§ **Required work**: Nothing but the lines from the one with "Self::default()" through the last line of the data should be restated, each word for word.

§ **Records supplied**:
*** Begin section ***

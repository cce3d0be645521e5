// Copyright 2025-present Harīṣh Tummalachērla
// SPDX-License-Identifier: Apache-2.0

//! Framed container header and footer.
//!
//! The header is 8 bytes: magic, version, and three reserved zeros so the
//! record stream starts on an 8-byte boundary. The footer is 8 bytes too: a
//! CRC32 over everything before it, plus a magic number ("YLTW", the header
//! magic reversed). If the footer is wrong, something got corrupted or
//! truncated. Don't trust the data.
//!
//! Legacy files have neither. They start directly with a length prefix, so
//! a legacy file begins with "WTLY" only if its first record holds at least
//! 0x594C5457 bytes (about 1.4 GB). Sniffing the magic is therefore a strong
//! hint, not proof: `decode` falls back to the legacy reading when the
//! framing does not check out.

use crc32fast::Hasher as Crc32Hasher;

use crate::error::{CorruptReason, Result, TallyError};

/// Magic bytes: "WTLY" in ASCII (header)
pub const MAGIC: [u8; 4] = *b"WTLY";

/// Footer magic: "YLTW" (reversed, marks valid file end)
pub const FOOTER_MAGIC: [u8; 4] = *b"YLTW";

/// Current framed format version
pub const VERSION: u8 = 1;

/// Framed file header (8 bytes fixed size)
#[derive(Debug, Clone, PartialEq, Eq)]
pub struct FramedHeader {
    pub version: u8,
}

impl Default for FramedHeader {
    fn default() -> Self {
        Self { version: VERSION }
    }
}

impl FramedHeader {
    // 4 (magic) + 1 (version) + 3 (reserved) = 8
    pub const SIZE: usize = 8;

    pub fn to_bytes(&self) -> [u8; Self::SIZE] {
        let mut bytes = [0u8; Self::SIZE]; // last 3 reserved
        bytes[..4].copy_from_slice(&MAGIC);
        bytes[4] = self.version;
        bytes
    }

    /// Parse the header from the start of `bytes`.
    ///
    /// Callers sniff [`MAGIC`] first; this only validates what follows it.
    pub fn read(bytes: &[u8]) -> Result<Self> {
        if bytes.len() < Self::SIZE || bytes[..4] != MAGIC {
            return Err(TallyError::corrupt(0, CorruptReason::BadHeader));
        }
        let version = bytes[4];
        if version != VERSION {
            return Err(TallyError::corrupt(
                4,
                CorruptReason::UnsupportedVersion(version),
            ));
        }
        Ok(Self { version })
    }
}

/// Footer with CRC32 checksum and magic number
#[derive(Debug, Clone, PartialEq, Eq)]
pub struct FramedFooter {
    /// CRC32 of header + records (everything before footer)
    pub crc32: u32,
}

impl FramedFooter {
    pub const SIZE: usize = 8; // 4 bytes CRC32 + 4 bytes magic

    pub fn to_bytes(&self) -> [u8; Self::SIZE] {
        let mut bytes = [0u8; Self::SIZE];
        bytes[..4].copy_from_slice(&self.crc32.to_le_bytes());
        bytes[4..].copy_from_slice(&FOOTER_MAGIC);
        bytes
    }

    /// Read the footer from the last 8 bytes of a whole framed file.
    pub fn read(bytes: &[u8]) -> Result<Self> {
        if bytes.len() < FramedHeader::SIZE + Self::SIZE {
            return Err(TallyError::corrupt(
                bytes.len() as u64,
                CorruptReason::BadFooter,
            ));
        }

        // INVARIANT: header and footer never overlap
        let footer_start = bytes.len() - Self::SIZE;

        if bytes[footer_start + 4..] != FOOTER_MAGIC {
            return Err(TallyError::corrupt(
                footer_start as u64,
                CorruptReason::BadFooter,
            ));
        }

        let crc32 = u32::from_le_bytes([
            bytes[footer_start],
            bytes[footer_start + 1],
            bytes[footer_start + 2],
            bytes[footer_start + 3],
        ]);

        Ok(Self { crc32 })
    }

    /// Compute CRC32 over the given bytes
    pub fn compute_crc32(data: &[u8]) -> u32 {
        let mut hasher = Crc32Hasher::new();
        hasher.update(data);
        hasher.finalize()
    }

    /// Check the stored checksum against the content it covers.
    pub fn verify(&self, content: &[u8]) -> Result<()> {
        let computed = Self::compute_crc32(content);
        if computed != self.crc32 {
            return Err(TallyError::corrupt(
                content.len() as u64,
                CorruptReason::ChecksumMismatch {
                    stored: self.crc32,
                    computed,
                },
            ));
        }
        Ok(())
    }
}
// Copyright 2025-present Harīṣh Tummalachērla
// SPDX-License-Identifier: Apache-2.0

//! CLI definitions for the wordtally command-line interface.
//!
//! With no subcommand, wordtally does what the harness expects: read one word
//! from stdin, add it to the corpus, exit. `report` and `inspect` are for the
//! humans looking at the result afterwards and never modify the corpus.
//!
//! Store options are global so they can go before or after the subcommand,
//! and each has an environment variable so a harness can set them once.

pub mod display;

use std::path::PathBuf;

use clap::{Args, Parser, Subcommand};
use wordtally::{Format, StoreConfig, TruncationPolicy, DEFAULT_CORPUS_PATH, DEFAULT_MARKER};

#[derive(Parser)]
#[command(
    name = "wordtally",
    about = "Record fuzzer outputs into a persistent multiset and report their distribution",
    version
)]
pub struct Cli {
    #[command(flatten)]
    pub store: StoreArgs,

    /// Exit status to use when the marker file is missing
    ///
    /// Defaults to 0 so existing harnesses keep treating a misplaced run as
    /// "nothing new". Set it to tell the two cases apart by status alone.
    #[arg(long, env = "WORDTALLY_SKIPPED_STATUS", default_value = "0", global = true)]
    pub skipped_status: u8,

    #[command(subcommand)]
    pub command: Option<Commands>,
}

#[derive(Args)]
pub struct StoreArgs {
    /// Project root (must contain the marker file) [default: current directory]
    #[arg(long, env = "WORDTALLY_ROOT", global = true)]
    pub root: Option<PathBuf>,

    /// Marker filename proving the root is the project root
    #[arg(long, env = "WORDTALLY_MARKER", default_value = DEFAULT_MARKER, global = true)]
    pub marker: String,

    /// Corpus file, relative to the root unless absolute
    #[arg(long, env = "WORDTALLY_CORPUS", default_value = DEFAULT_CORPUS_PATH, global = true)]
    pub corpus: PathBuf,

    /// Container format to write (legacy, framed) [default: keep existing]
    #[arg(long, env = "WORDTALLY_FORMAT", global = true)]
    pub format: Option<Format>,

    /// What to do with a truncated trailing record (fail, discard)
    #[arg(long, env = "WORDTALLY_ON_TRUNCATION", default_value = "fail", global = true)]
    pub on_truncation: TruncationPolicy,
}

impl StoreArgs {
    pub fn to_config(&self) -> StoreConfig {
        let root = self.root.clone().unwrap_or_else(|| PathBuf::from("."));
        let mut config = StoreConfig::new(root)
            .with_marker(self.marker.clone())
            .with_corpus(self.corpus.clone())
            .with_truncation_policy(self.on_truncation);
        if let Some(format) = self.format {
            config = config.with_format(format);
        }
        config
    }
}

#[derive(Subcommand)]
pub enum Commands {
    /// Read one word from stdin and add it to the corpus (the default)
    Record,

    /// Print the distribution of recorded words, rarest first
    Report {
        /// Only show the N most repeated words
        #[arg(short, long)]
        limit: Option<usize>,

        /// Bytes of each word to show
        #[arg(long, default_value = "50")]
        width: usize,

        /// Emit JSON instead of text
        #[arg(long)]
        json: bool,
    },

    /// Inspect the corpus file structure
    Inspect {
        /// Emit JSON instead of text
        #[arg(long)]
        json: bool,
    },
}
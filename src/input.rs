// Copyright 2025-present Harīṣh Tummalachērla
// SPDX-License-Identifier: Apache-2.0

//! Reading the new word.
//!
//! The whole input stream is one word, however long, whatever bytes. Zero
//! bytes is a valid word too.

use std::io::{self, Read};

use crate::corpus::Word;

/// Read `reader` to end-of-stream as a single word.
pub fn read_word<R: Read>(mut reader: R) -> io::Result<Word> {
    let mut word = Vec::new();
    reader.read_to_end(&mut word)?;
    Ok(word)
}
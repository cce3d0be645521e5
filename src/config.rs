// Copyright 2025-present Harīṣh Tummalachērla
// SPDX-License-Identifier: Apache-2.0

//! Store configuration.
//!
//! The harness always ran the tool from the project root and found the
//! corpus at a fixed relative path, with `Cargo.toml` as the proof that it
//! was in the right place. Those are the defaults here, but every one of
//! them is a plain value so tests (and other harnesses) can point the store
//! at a scratch directory.

use std::path::{Path, PathBuf};

use crate::binary::{Format, TruncationPolicy};

/// Marker file expected in the project root.
pub const DEFAULT_MARKER: &str = "Cargo.toml";

/// Corpus location relative to the project root.
pub const DEFAULT_CORPUS_PATH: &str = "resources/test_output_distribution/words.txt";

#[derive(Debug, Clone, PartialEq, Eq)]
pub struct StoreConfig {
    /// Directory that must contain the marker file.
    pub root: PathBuf,
    /// Marker filename, checked for existence only.
    pub marker: String,
    /// Corpus file. Relative paths resolve against `root`.
    pub corpus: PathBuf,
    /// Container to write. `None` keeps whatever the file already uses.
    pub format: Option<Format>,
    pub on_truncation: TruncationPolicy,
}

impl StoreConfig {
    /// Defaults rooted at `root`.
    pub fn new(root: impl Into<PathBuf>) -> Self {
        Self {
            root: root.into(),
            marker: DEFAULT_MARKER.to_string(),
            corpus: PathBuf::from(DEFAULT_CORPUS_PATH),
            format: None,
            on_truncation: TruncationPolicy::Fail,
        }
    }

    pub fn with_marker(mut self, marker: impl Into<String>) -> Self {
        self.marker = marker.into();
        self
    }

    pub fn with_corpus(mut self, corpus: impl Into<PathBuf>) -> Self {
        self.corpus = corpus.into();
        self
    }

    pub fn with_format(mut self, format: Format) -> Self {
        self.format = Some(format);
        self
    }

    pub fn with_truncation_policy(mut self, policy: TruncationPolicy) -> Self {
        self.on_truncation = policy;
        self
    }

    /// Absolute (or root-relative) path of the marker file.
    pub fn marker_path(&self) -> PathBuf {
        self.root.join(&self.marker)
    }

    /// Resolved corpus path.
    pub fn corpus_path(&self) -> PathBuf {
        resolve(&self.root, &self.corpus)
    }
}

fn resolve(root: &Path, path: &Path) -> PathBuf {
    if path.is_absolute() {
        path.to_path_buf()
    } else {
        root.join(path)
    }
}
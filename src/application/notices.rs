//! Transient user-facing notices.
//!
//! Failures that must not disturb local state (a chat send that the backend
//! rejected, a profile update that went through) surface here instead of in
//! return values. The sink trait keeps the presentation layer pluggable; the
//! in-memory log backs tests.

use std::sync::Mutex;

use time::OffsetDateTime;

use crate::util::lock::mutex_lock;

const SOURCE: &str = "application::notices";

#[derive(Debug, Clone, Copy, PartialEq, Eq)]
pub enum NoticeLevel {
    Info,
    Success,
    Error,
}

/// One transient message shown to the user.
#[derive(Debug, Clone)]
pub struct Notice {
    pub level: NoticeLevel,
    pub message: String,
    pub raised_at: OffsetDateTime,
}

impl Notice {
    pub fn new(level: NoticeLevel, message: impl Into<String>) -> Self {
        Self {
            level,
            message: message.into(),
            raised_at: OffsetDateTime::now_utc(),
        }
    }
}

/// Destination for transient notices.
pub trait NoticeSink: Send + Sync {
    fn raise(&self, notice: Notice);

    fn info(&self, message: &str) {
        self.raise(Notice::new(NoticeLevel::Info, message));
    }

    fn success(&self, message: &str) {
        self.raise(Notice::new(NoticeLevel::Success, message));
    }

    fn error(&self, message: &str) {
        self.raise(Notice::new(NoticeLevel::Error, message));
    }
}

/// In-memory sink that accumulates notices until drained.
#[derive(Default)]
pub struct NoticeLog {
    notices: Mutex<Vec<Notice>>,
}

impl NoticeLog {
    pub fn new() -> Self {
        Self::default()
    }

    pub fn len(&self) -> usize {
        mutex_lock(&self.notices, SOURCE, "len").len()
    }

    pub fn is_empty(&self) -> bool {
        self.len() == 0
    }

    /// Take every pending notice, oldest first.
    pub fn drain(&self) -> Vec<Notice> {
        mutex_lock(&self.notices, SOURCE, "drain")
            .drain(..)
            .collect()
    }
}

impl NoticeSink for NoticeLog {
    fn raise(&self, notice: Notice) {
        mutex_lock(&self.notices, SOURCE, "raise").push(notice);
    }
}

*** End section ***

§ **Output for this exercise**:
        Self::default()
    }

    pub fn len(&self) -> usize {
        mutex_lock(&self.notices, SOURCE, "len").len()
    }

    pub fn is_empty(&self) -> bool {
        self.len() == 0
    }

    /// Take every pending notice, oldest first.
    pub fn drain(&self) -> Vec<Notice> {
        mutex_lock(&self.notices, SOURCE, "drain")
            .drain(..)
            .collect()
    }
}

impl NoticeSink for NoticeLog {
    fn raise(&self, notice: Notice) {
        mutex_lock(&self.notices, SOURCE, "raise").push(notice);
    }
}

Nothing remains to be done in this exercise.